In a recent decision, Judges Wallach and Dyk filed a concurring opinion to express their concerns regarding joinder and expanded panels at the Board. Nidec Motor Corp. v. Zhongshan Broad Ocean Motor Co. Ltd., Case No. 2016-2321 (Fed. Cir. Aug. 22, 2017). In the underlying proceeding, Broad Ocean filed a first IPR challenging claims directed to a motor controller for an HVAC system. Slip op. at 3. The Board instituted trial but denied one of the grounds. Id. While IPR petitions are generally subject to a one-year time bar, the bar does not apply to a request for joinder. 35 U.S.C. § 315(b), (c). Broad filed a second IPR, this time after the one-year bar date, again asserting the previously-denied ground, and requested joinder with the first proceeding. Id. at 4. The panel found the second petition to be time barred, interpreting the joinder provision as not permitting a party to join issues to a proceeding to which it is already a party. Id. Broad Ocean requested a rehearing, which was granted before an expanded panel. Id. The expanded panel set aside the non-institution decision, finding that s. 315(c) "encompasses both party and issue joinder..., including new grounds of unpatentability." Id. at 4-5. This decision was somewhat surprising as the PTAB has historically been fairly stringent in application of the statutory bar.
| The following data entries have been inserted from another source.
impl<K, V> RankMap<K, V> {
    /// Makes a new, empty `RankMap` ordered by `K`'s [`Ord`] implementation.
    ///
    /// Does not allocate anything on its own.
    ///
    /// # Examples
    ///
    /// ```
    /// use rank_rbtree::RankMap;
    ///
    /// let mut map = RankMap::new();
    /// map.add(1, "a").unwrap();
    /// ```
    #[must_use]
    pub fn new() -> Self {
        Self::with_comparer(NaturalOrder)
    }
}

impl<K, V, C> RankMap<K, V, C> {
    /// Makes a new, empty `RankMap` ordered by `comparer`.
    #[must_use]
    pub fn with_comparer(comparer: C) -> Self {
        Self::with_options(comparer, 0, AllocationMode::default())
    }

    /// Returns the number of entries in the map.
    ///
    /// # Complexity
    ///
    /// O(1)
    #[must_use]
    pub const fn len(&self) -> usize {
        self.raw.len()
    }

    /// Returns `true` if the map contains no entries.
    #[must_use]
    pub const fn is_empty(&self) -> bool {
        self.raw.len() == 0
    }

    /// Returns the number of ranks the entries cover, which for a `RankMap` is
    /// always its length.
    #[must_use]
    pub const fn extent(&self) -> isize {
        self.raw.extent()
    }

    /// Returns the map's comparer.
    #[must_use]
    pub const fn comparer(&self) -> &C {
        self.raw.comparer()
    }

    /// Clears the map, removing all entries.
    ///
    /// Clearing an empty map is a no-op.
    ///
    /// # Complexity
    ///
    /// O(1) for [`AllocationMode::DynamicDiscard`], otherwise O(capacity).
    ///
    /// # Examples
    ///
    /// ```
    /// use rank_rbtree::RankMap;
    ///
    /// let mut a = RankMap::new();
    /// a.add(1, "a").unwrap();
    /// a.clear();
    /// assert!(a.is_empty());
    /// ```
    pub fn clear(&mut self) {
        self.raw.clear();
    }

    /// Returns the entry with the least key.
    #[must_use]
    pub fn least(&self) -> Option<(&K, &V)> {
        self.raw.least().map(|(handle, _)| {
            let node = self.raw.node(handle);
            (&node.key, &node.value)
        })
    }

    /// Returns the entry with the greatest key.
    #[must_use]
    pub fn greatest(&self) -> Option<(&K, &V)> {
        self.raw.greatest().map(|(handle, _)| {
            let node = self.raw.node(handle);
            (&node.key, &node.value)
        })
    }

    /// Gets an iterator over the entries of the map, sorted by key, as
    /// `(key, value, rank)`.
    ///
    /// # Complexity
    ///
    /// O(1) amortized per item.
    ///
    /// # Examples
    ///
    /// ```
    /// use rank_rbtree::RankMap;
    ///
    /// let map: RankMap<_, _> = [(3, "c"), (1, "a"), (2, "b")].into_iter().collect();
    /// let mut iter = map.iter();
    /// assert_eq!(iter.next(), Some((&1, &"a", 0)));
    /// assert_eq!(iter.len(), 2);
    /// ```
    #[must_use]
    pub fn iter(&self) -> Iter<'_, K, V, C> {
        Iter {
            tree: &self.raw,
            spine: Spine::new(&self.raw),
            remaining: self.raw.len(),
        }
    }

    /// Returns a read-only view of the underlying tree for diagnostics.
    #[must_use]
    pub const fn inspect(&self) -> Inspector<'_, K, V, C> {
        Inspector::new(&self.raw)
    }
}
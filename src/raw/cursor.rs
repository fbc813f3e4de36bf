use smallvec::SmallVec;

use super::handle::Handle;
use super::raw_rank_tree::RawRankTree;
use crate::comparer::Comparer;
use crate::error::{Error, Result};

/// One step of an in-order walk: a node, its position and its length.
pub(crate) type Step = (Handle, isize, isize);

/// Explicit-stack in-order traversal.
///
/// The stack holds the nodes (with their positions) whose left subtree has
/// been entered but which have not been yielded yet; the top is always the
/// next entry in key order. The height of a red-black tree stays within
/// 2·log2(n + 1), so the inline buffer covers any tree that fits in memory
/// without spilling in practice.
#[derive(Clone, Debug, Default)]
pub(crate) struct Spine {
    stack: SmallVec<[(Handle, isize); 32]>,
}

impl Spine {
    pub(crate) fn new<K, V, C>(tree: &RawRankTree<K, V, C>) -> Self {
        let mut spine = Self::default();
        spine.descend_left(tree, tree.root(), 0);
        spine
    }

    fn descend_left<K, V, C>(&mut self, tree: &RawRankTree<K, V, C>, mut current: Option<Handle>, mut base: isize) {
        while let Some(handle) = current {
            let node = tree.node(handle);
            base += node.offset;
            self.stack.push((handle, base));
            current = node.left;
        }
    }

    pub(crate) fn next<K, V, C>(&mut self, tree: &RawRankTree<K, V, C>) -> Option<Step> {
        let (handle, position) = self.stack.pop()?;
        self.descend_left(tree, tree.node(handle).right, position);
        let end = self.stack.last().map_or(tree.extent(), |&(_, next)| next);
        Some((handle, position, end - position))
    }
}

/// Structure-driven cursor that refuses to continue after a mutation.
#[derive(Clone, Debug)]
pub(crate) struct FastCursor {
    spine: Spine,
    version: u64,
    invalidated: bool,
}

impl FastCursor {
    pub(crate) fn new<K, V, C>(tree: &RawRankTree<K, V, C>) -> Self {
        Self {
            spine: Spine::new(tree),
            version: tree.version(),
            invalidated: false,
        }
    }

    /// Advances the cursor.
    ///
    /// Once the tree has been mutated, this and every later call report
    /// [`Error::ConcurrentModification`].
    pub(crate) fn next<K, V, C>(&mut self, tree: &RawRankTree<K, V, C>) -> Option<Result<Step>> {
        if self.invalidated || self.version != tree.version() {
            self.invalidated = true;
            return Some(Err(Error::ConcurrentModification));
        }
        self.spine.next(tree).map(Ok)
    }
}

/// Query-driven cursor that re-finds its place on every step.
///
/// Only the last yielded key is kept, so entries inserted or removed ahead of
/// the cursor are seen or skipped, and changes behind it have no effect.
#[derive(Clone, Debug)]
pub(crate) struct RobustCursor<K> {
    last: Option<K>,
    done: bool,
}

impl<K> Default for RobustCursor<K> {
    fn default() -> Self {
        Self { last: None, done: false }
    }
}

impl<K: Clone> RobustCursor<K> {
    pub(crate) fn next<V, C: Comparer<K>>(&mut self, tree: &RawRankTree<K, V, C>) -> Option<Step> {
        if self.done {
            return None;
        }
        let found = match &self.last {
            None => tree.least(),
            Some(last) => tree.nearest_greater(last, false),
        };
        let Some((handle, position)) = found else {
            self.done = true;
            return None;
        };
        let key = &tree.node(handle).key;
        let end = tree.nearest_greater(key, false).map_or(tree.extent(), |(_, next)| next);
        self.last = Some(key.clone());
        Some((handle, position, end - position))
    }
}
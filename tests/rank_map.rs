mod common;

use common::{LinearModel, Record, classified};
use pretty_assertions::assert_eq;
use proptest::prelude::*;
use rank_rbtree::{AllocationMode, Error, NaturalOrder, Rank, RankMap};

/// The number of operations to perform in each proptest case.
const TEST_SIZE: usize = 2_000;

/// Keys from a small range, so that operations collide often.
fn key_strategy() -> impl Strategy<Value = i64> {
    -150i64..150i64
}

fn value_strategy() -> impl Strategy<Value = i64> {
    any::<i64>()
}

fn mode_strategy() -> impl Strategy<Value = AllocationMode> {
    prop_oneof![
        Just(AllocationMode::DynamicDiscard),
        Just(AllocationMode::DynamicRetain),
        Just(AllocationMode::Fixed),
    ]
}

fn snapshot(map: &RankMap<i64, i64>) -> Vec<Record> {
    map.iter().map(|(k, v, rank)| (*k, *v, rank, 1)).collect()
}

fn scenario() -> RankMap<i64, i64> {
    let mut map = RankMap::new();
    for key in [5, 3, 8, 1, 4, 7, 9] {
        map.add(key, key * 100).unwrap();
    }
    map
}

// ─── Concrete scenarios ──────────────────────────────────────────────────────

#[test]
fn insertion_order_does_not_leak_into_enumeration() {
    let map = scenario();
    assert_eq!(map.least(), Some((&1, &100)));
    assert_eq!(map.greatest(), Some((&9, &900)));

    let mut cursor = map.fast_cursor();
    let mut keys = Vec::new();
    while let Some(step) = cursor.next(&map) {
        keys.push(*step.unwrap().0);
    }
    assert_eq!(keys, [1, 3, 4, 5, 7, 8, 9]);
}

#[test]
fn key_by_rank_is_zero_based() {
    let map = scenario();
    assert_eq!(map.get_key_by_rank(3), Ok(&5));
    assert_eq!(map.get_key_by_rank(0), Ok(&1));
    assert_eq!(map.get_key_by_rank(6), Ok(&9));
}

#[test]
fn adjust_count_down_removes_the_key() {
    let mut map = scenario();
    let extent = map.extent();
    assert_eq!(map.adjust_count(5, -1), Ok(0));
    assert!(!map.contains_key(&5));
    assert_eq!(map.extent(), extent - 1);
    map.inspect().validate().unwrap();
}

#[test]
fn duplicate_try_add_leaves_count_unchanged() {
    let mut map = scenario();
    assert_eq!(map.try_add(8, 0), Ok(false));
    assert_eq!(map.len(), 7);
    assert_eq!(map.get(&8), Ok(&800));
}

#[test]
fn rank_out_of_range() {
    let map = scenario();
    assert!(matches!(map.try_get_key_by_rank(-1), Err(Error::InvalidArgument(_))));
    assert_eq!(map.try_get_key_by_rank(7), Ok(None));
}

#[test]
fn fast_cursor_fails_after_insert_while_robust_cursor_continues() {
    let mut map = scenario();
    let mut fast = map.fast_cursor();
    let mut robust = map.robust_cursor();

    assert_eq!(fast.next(&map), Some(Ok((&1, &100, 0))));
    assert_eq!(robust.next(&map), Some((&1, &100, 0)));
    assert_eq!(robust.next(&map), Some((&3, &300, 1)));

    map.add(2, 200).unwrap(); // behind the robust cursor
    map.add(6, 600).unwrap(); // ahead of it
    map.remove(&4).unwrap(); // ahead of it

    assert_eq!(fast.next(&map), Some(Err(Error::ConcurrentModification)));

    let mut rest = Vec::new();
    while let Some((key, _, rank)) = robust.next(&map) {
        rest.push((*key, rank));
    }
    assert_eq!(rest, [(5, 3), (6, 4), (7, 5), (8, 6), (9, 7)]);
}

// ─── Round trips and idempotence ─────────────────────────────────────────────

#[test]
fn clone_is_a_deep_copy() {
    let mut map = scenario();
    let copy = map.clone();
    copy.inspect().validate().unwrap();
    assert_eq!(snapshot(&copy), snapshot(&map));

    map.remove(&5).unwrap();
    assert!(copy.contains_key(&5));
    assert_eq!(copy.len(), 7);
}

#[test]
fn clone_keeps_store_configuration() {
    let mut map: RankMap<i64, i64> = RankMap::with_options(NaturalOrder, 16, AllocationMode::DynamicRetain);
    map.extend((0..10).map(|k| (k, k)));
    for key in 0..4 {
        map.remove(&key).unwrap();
    }
    let copy = map.clone();
    assert_eq!(copy.allocation_mode(), AllocationMode::DynamicRetain);
    assert_eq!(copy.free_nodes(), map.free_nodes());
    assert_eq!(copy.free_nodes(), 10);
}

#[test]
fn clearing_twice_changes_nothing() {
    let mut map = scenario();
    map.clear();
    map.clear();
    assert!(map.is_empty());
    assert_eq!(map.extent(), 0);
    assert_eq!(map.least(), None);
    map.inspect().validate().unwrap();
}

#[test]
fn removing_an_absent_key_changes_nothing() {
    let mut map = scenario();
    let before = snapshot(&map);
    assert_eq!(map.try_remove(&42), None);
    assert_eq!(map.try_remove(&42), None);
    assert_eq!(map.remove(&42), Err(Error::NotFound));
    assert_eq!(snapshot(&map), before);
}

// ─── Node store policies ─────────────────────────────────────────────────────

#[test]
fn fixed_capacity_is_a_hard_limit() {
    let mut map = RankMap::with_options(NaturalOrder, 4, AllocationMode::Fixed);
    for key in 0..4 {
        map.add(key, key).unwrap();
    }
    let before = snapshot(&map);
    assert_eq!(map.try_add(10, 10), Err(Error::CapacityExhausted { capacity: 4 }));
    assert_eq!(snapshot(&map), before);
    assert!(map.reserve(1).is_err());

    map.remove(&0).unwrap();
    assert_eq!(map.free_nodes(), 1);
    map.add(10, 10).unwrap();
    assert_eq!(map.capacity(), 4);
    map.inspect().validate().unwrap();
}

#[test]
fn retaining_store_reuses_nodes() {
    let mut map = RankMap::with_options(NaturalOrder, 0, AllocationMode::DynamicRetain);
    map.extend((0..32).map(|k| (k, k)));
    for key in 0..32 {
        map.remove(&key).unwrap();
    }
    assert_eq!(map.free_nodes(), 32);
    map.extend((100..120).map(|k| (k, k)));
    assert_eq!(map.free_nodes(), 12);
    assert_eq!(map.inspect().live_nodes(), 20);
    map.clear();
    assert_eq!(map.free_nodes(), 32);
}

#[test]
fn discarding_store_keeps_no_free_nodes() {
    let mut map = RankMap::with_options(NaturalOrder, 0, AllocationMode::DynamicDiscard);
    map.extend((0..32).map(|k| (k, k)));
    for key in (0..32).step_by(2) {
        map.remove(&key).unwrap();
        map.inspect().validate().unwrap();
    }
    assert_eq!(map.free_nodes(), 0);
    assert_eq!(map.inspect().live_nodes(), 16);
    assert_eq!(map.try_get_rank(&31), Some(15));
}

// ─── Inspection ──────────────────────────────────────────────────────────────

#[test]
fn inspector_exposes_the_node_graph() {
    let map: RankMap<i64, i64> = (0..3).map(|k| (k, -k)).collect();
    let inspector = map.inspect();
    let root = inspector.root().unwrap();
    assert_eq!((*root.key(), root.is_red(), root.offset()), (1, false, 1));

    let left = root.left().unwrap();
    let right = root.right().unwrap();
    assert_eq!((*left.key(), *left.value(), left.offset()), (0, 0, -1));
    assert_eq!((*right.key(), *right.value(), right.offset()), (2, -2, 1));
    assert!(left.is_red() && right.is_red());
    assert_eq!(inspector.height(), 2);
    assert_eq!(inspector.rank_dump(), [(&0, &0, 0, 1), (&1, &-1, 1, 1), (&2, &-2, 2, 1)]);
}

// ─── Randomized differential tests ───────────────────────────────────────────

#[derive(Debug, Clone)]
enum MapOp {
    TryAdd(i64, i64),
    TryRemove(i64),
    TryGet(i64),
    TrySet(i64, i64),
    GetRank(i64),
    KeyByRank(isize),
    NearestLess(i64, bool),
    NearestGreater(i64, bool),
    AdjustCount(i64, isize),
    Clear,
}

fn map_op_strategy() -> impl Strategy<Value = MapOp> {
    prop_oneof![
        8 => (key_strategy(), value_strategy()).prop_map(|(k, v)| MapOp::TryAdd(k, v)),
        5 => key_strategy().prop_map(MapOp::TryRemove),
        2 => key_strategy().prop_map(MapOp::TryGet),
        1 => (key_strategy(), value_strategy()).prop_map(|(k, v)| MapOp::TrySet(k, v)),
        2 => key_strategy().prop_map(MapOp::GetRank),
        2 => (-5isize..320).prop_map(MapOp::KeyByRank),
        1 => (key_strategy(), any::<bool>()).prop_map(|(k, e)| MapOp::NearestLess(k, e)),
        1 => (key_strategy(), any::<bool>()).prop_map(|(k, e)| MapOp::NearestGreater(k, e)),
        3 => (key_strategy(), -2isize..3).prop_map(|(k, d)| MapOp::AdjustCount(k, d)),
        1 => Just(MapOp::Clear),
    ]
}

proptest! {
    #![proptest_config(ProptestConfig::with_cases(20))]

    /// Replays a random operation sequence against a `RankMap` and the linear
    /// model, comparing results, error kinds and full snapshots at every step.
    #[test]
    fn map_ops_match_linear_model(
        mode in mode_strategy(),
        ops in proptest::collection::vec(map_op_strategy(), TEST_SIZE),
    ) {
        let capacity = 200;
        let mut map: RankMap<i64, i64> = RankMap::with_options(NaturalOrder, capacity, mode);
        let mut model = LinearModel::new(true, (mode == AllocationMode::Fixed).then_some(capacity));

        for op in &ops {
            match *op {
                MapOp::TryAdd(k, v) => {
                    prop_assert_eq!(classified(map.try_add(k, v)), model.try_add(k, v, 1), "try_add({})", k);
                }
                MapOp::TryRemove(k) => {
                    prop_assert_eq!(map.try_remove(&k), model.try_remove(k), "try_remove({})", k);
                }
                MapOp::TryGet(k) => {
                    prop_assert_eq!(map.try_get(&k).copied(), model.try_get(k), "try_get({})", k);
                }
                MapOp::TrySet(k, v) => {
                    prop_assert_eq!(map.try_set(&k, v), model.try_set(k, v), "try_set({})", k);
                }
                MapOp::GetRank(k) => {
                    prop_assert_eq!(map.try_get_rank(&k), model.try_get_rank(k), "try_get_rank({})", k);
                }
                MapOp::KeyByRank(r) => {
                    let result = classified(map.try_get_key_by_rank(r)).map(Option::<&i64>::copied);
                    prop_assert_eq!(result, model.try_get_key_by_rank(r), "try_get_key_by_rank({})", r);
                }
                MapOp::NearestLess(k, or_equal) => {
                    let found = if or_equal { map.nearest_less_or_equal(&k) } else { map.nearest_less(&k) };
                    let found = (found.key_value().map(|(k, v)| (*k, *v)), found.rank());
                    prop_assert_eq!(found, model.nearest_less(k, or_equal), "nearest_less({}, {})", k, or_equal);
                }
                MapOp::NearestGreater(k, or_equal) => {
                    let found = if or_equal { map.nearest_greater_or_equal(&k) } else { map.nearest_greater(&k) };
                    let found = (found.key_value().map(|(k, v)| (*k, *v)), found.rank());
                    prop_assert_eq!(found, model.nearest_greater(k, or_equal), "nearest_greater({}, {})", k, or_equal);
                }
                MapOp::AdjustCount(k, d) => {
                    prop_assert_eq!(classified(map.adjust_count(k, d)), model.adjust_count(k, d), "adjust_count({}, {})", k, d);
                }
                MapOp::Clear => {
                    map.clear();
                    model.clear();
                }
            }
            prop_assert_eq!(map.len(), model.len(), "len mismatch after {:?}", op);
            prop_assert_eq!(map.extent(), model.extent(), "extent mismatch after {:?}", op);
            prop_assert_eq!(snapshot(&map), model.snapshot(), "snapshot mismatch after {:?}", op);
            prop_assert!(map.inspect().validate().is_ok(), "invalid tree after {:?}", op);
        }
    }

    /// Every present key sits at its rank, and both inclusive nearest queries
    /// land on it.
    #[test]
    fn ranks_and_positions_agree(
        entries in proptest::collection::vec((key_strategy(), value_strategy()), 0..300),
        removals in proptest::collection::vec(key_strategy(), 0..100),
    ) {
        let mut map: RankMap<i64, i64> = entries.into_iter().collect();
        for k in &removals {
            map.try_remove(k);
        }
        let keys: Vec<i64> = map.iter().map(|(k, _, _)| *k).collect();
        for key in keys {
            let rank = map.get_rank(&key).unwrap();
            prop_assert_eq!(map.get_key_by_rank(rank), Ok(&key));
            prop_assert_eq!(map[Rank(rank)], *map.get(&key).unwrap());
            let below = map.nearest_less_or_equal(&key);
            let above = map.nearest_greater_or_equal(&key);
            prop_assert_eq!((below.key(), below.rank()), (Some(&key), rank));
            prop_assert_eq!((above.key(), above.rank()), (Some(&key), rank));
        }
    }

    /// A robust cursor driven through random mutations yields strictly
    /// increasing keys, each present at the moment it is yielded.
    #[test]
    fn robust_cursor_survives_mutation(
        entries in proptest::collection::vec((key_strategy(), value_strategy()), 0..200),
        ops in proptest::collection::vec(map_op_strategy(), 0..400),
    ) {
        let mut map: RankMap<i64, i64> = entries.into_iter().collect();
        let mut cursor = map.robust_cursor();
        let mut last: Option<i64> = None;

        for op in &ops {
            match *op {
                MapOp::TryAdd(k, v) => { let _ = map.try_add(k, v); }
                MapOp::TryRemove(k) => { map.try_remove(&k); }
                MapOp::Clear => map.clear(),
                _ => {
                    let Some((&key, _, rank)) = cursor.next(&map) else { break };
                    prop_assert!(last.is_none_or(|last| last < key));
                    prop_assert_eq!(map.try_get_rank(&key), Some(rank));
                    last = Some(key);
                }
            }
        }
    }

    /// The iterator and both cursors agree on an unmodified map.
    #[test]
    fn enumerations_agree(entries in proptest::collection::vec((key_strategy(), value_strategy()), 0..300)) {
        let map: RankMap<i64, i64> = entries.into_iter().collect();
        let iterated: Vec<_> = map.iter().collect();

        let mut fast = map.fast_cursor();
        let mut fast_steps = Vec::new();
        while let Some(step) = fast.next(&map) {
            fast_steps.push(step.unwrap());
        }

        let mut robust = map.robust_cursor();
        let mut robust_steps = Vec::new();
        while let Some(step) = robust.next(&map) {
            robust_steps.push(step);
        }

        prop_assert_eq!(map.iter().len(), map.len());
        prop_assert_eq!(&iterated, &fast_steps);
        prop_assert_eq!(&iterated, &robust_steps);
    }
}
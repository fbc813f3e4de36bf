//! Error types for rank trees.

use alloc::string::String;

use thiserror::Error;

/// Result type alias using the crate's [`Error`].
pub type Result<T> = core::result::Result<T, Error>;

/// Every failure a rank tree can report.
///
/// `NotFound` and `Duplicate` are only produced by the non-`try_` methods; the
/// `try_` counterparts report the same outcomes through `Option`/`bool`.
/// `ArithmeticOverflow` and `CapacityExhausted` are always detected before the
/// tree is touched, so a failed call leaves the collection unchanged.
#[derive(Error, Debug, Clone, PartialEq, Eq)]
pub enum Error {
    /// The key or rank is not present.
    #[error("key not found")]
    NotFound,

    /// An add-only insertion found the key already present.
    #[error("key already present")]
    Duplicate,

    /// A length, count or rank argument is out of its permitted domain.
    #[error("invalid argument: {0}")]
    InvalidArgument(&'static str),

    /// A fixed-capacity node store has no free node left.
    #[error("node capacity exhausted ({capacity} nodes)")]
    CapacityExhausted {
        /// The capacity that was exceeded.
        capacity: usize,
    },

    /// A position, count or extent would leave the representable range.
    #[error("rank arithmetic overflow")]
    ArithmeticOverflow,

    /// A fast cursor was advanced after the tree was structurally modified.
    #[error("collection was modified; enumeration cannot continue")]
    ConcurrentModification,

    /// Reported only by the diagnostic validator.
    #[error("tree invariant violated: {0}")]
    InvariantViolation(String),
}

impl Error {
    /// Create an invariant violation error
    pub(crate) fn invariant(msg: impl Into<String>) -> Self {
        Error::InvariantViolation(msg.into())
    }
}
use core::cmp::Ordering;
use core::fmt;

/// A total order over keys, injected into a tree at construction.
///
/// The tree never calls `Ord` on its keys directly; every comparison goes
/// through the comparer it was built with, and clones of the tree carry a clone
/// of it.
///
/// It is a logic error for a comparer to be inconsistent (for example, to
/// report `a < b` and `b < a`). The behavior resulting from such a logic error
/// is not specified, but will be encapsulated to the tree that observed it and
/// not result in undefined behavior.
pub trait Comparer<K: ?Sized> {
    /// Compares two keys.
    fn compare(&self, a: &K, b: &K) -> Ordering;
}

/// Orders keys by their [`Ord`] implementation.
#[derive(Clone, Copy, Debug, Default, Eq, PartialEq, Hash)]
pub struct NaturalOrder;

impl<K: Ord + ?Sized> Comparer<K> for NaturalOrder {
    #[inline]
    fn compare(&self, a: &K, b: &K) -> Ordering {
        a.cmp(b)
    }
}

/// Orders keys with a closure.
///
/// # Examples
///
/// ```
/// use rank_rbtree::{CompareFn, RankMap};
///
/// // Descending order.
/// let mut map = RankMap::with_comparer(CompareFn(|a: &i32, b: &i32| b.cmp(a)));
/// map.add(1, "one").unwrap();
/// map.add(2, "two").unwrap();
///
/// assert_eq!(map.least(), Some((&2, &"two")));
/// ```
#[derive(Clone, Copy, Default)]
pub struct CompareFn<F>(pub F);

impl<K: ?Sized, F> Comparer<K> for CompareFn<F>
where
    F: Fn(&K, &K) -> Ordering,
{
    #[inline]
    fn compare(&self, a: &K, b: &K) -> Ordering {
        (self.0)(a, b)
    }
}

impl<F> fmt::Debug for CompareFn<F> {
    fn fmt(&self, f: &mut fmt::Formatter<'_>) -> fmt::Result {
        f.write_str("CompareFn(..)")
    }
}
The Federal Circuit affirmed the Board's determination that under the first ground, the challenged patent was obvious, and thus, the court did not need to address the procedural challenges to the Board's decision. Id. at 6. Judges Dyk and Wallach joined the decision. Id. at 13-14. However, they noted in their concurrence that they “have serious questions as to the Board’s (and the Director’s) interpretation of the relevant statutes and current practices.” Id at 14. They first noted that the exception to the time bar was designed to allow party joinder when such joinder “would not introduce any new patentability issues” and allowing petitioners to circumvent the time bar by adding new issues was contrary to Congressional intent. Id. at 15. They also expressed concern with the Board’s practice of expanding panels in response to a panel’s decision with which the PTO is dissatisfied. Id. at 16. The decision suggests that petitioners should exercise caution when pursuing additional issues of patentability in joinder that are not already a part of the instituted trial.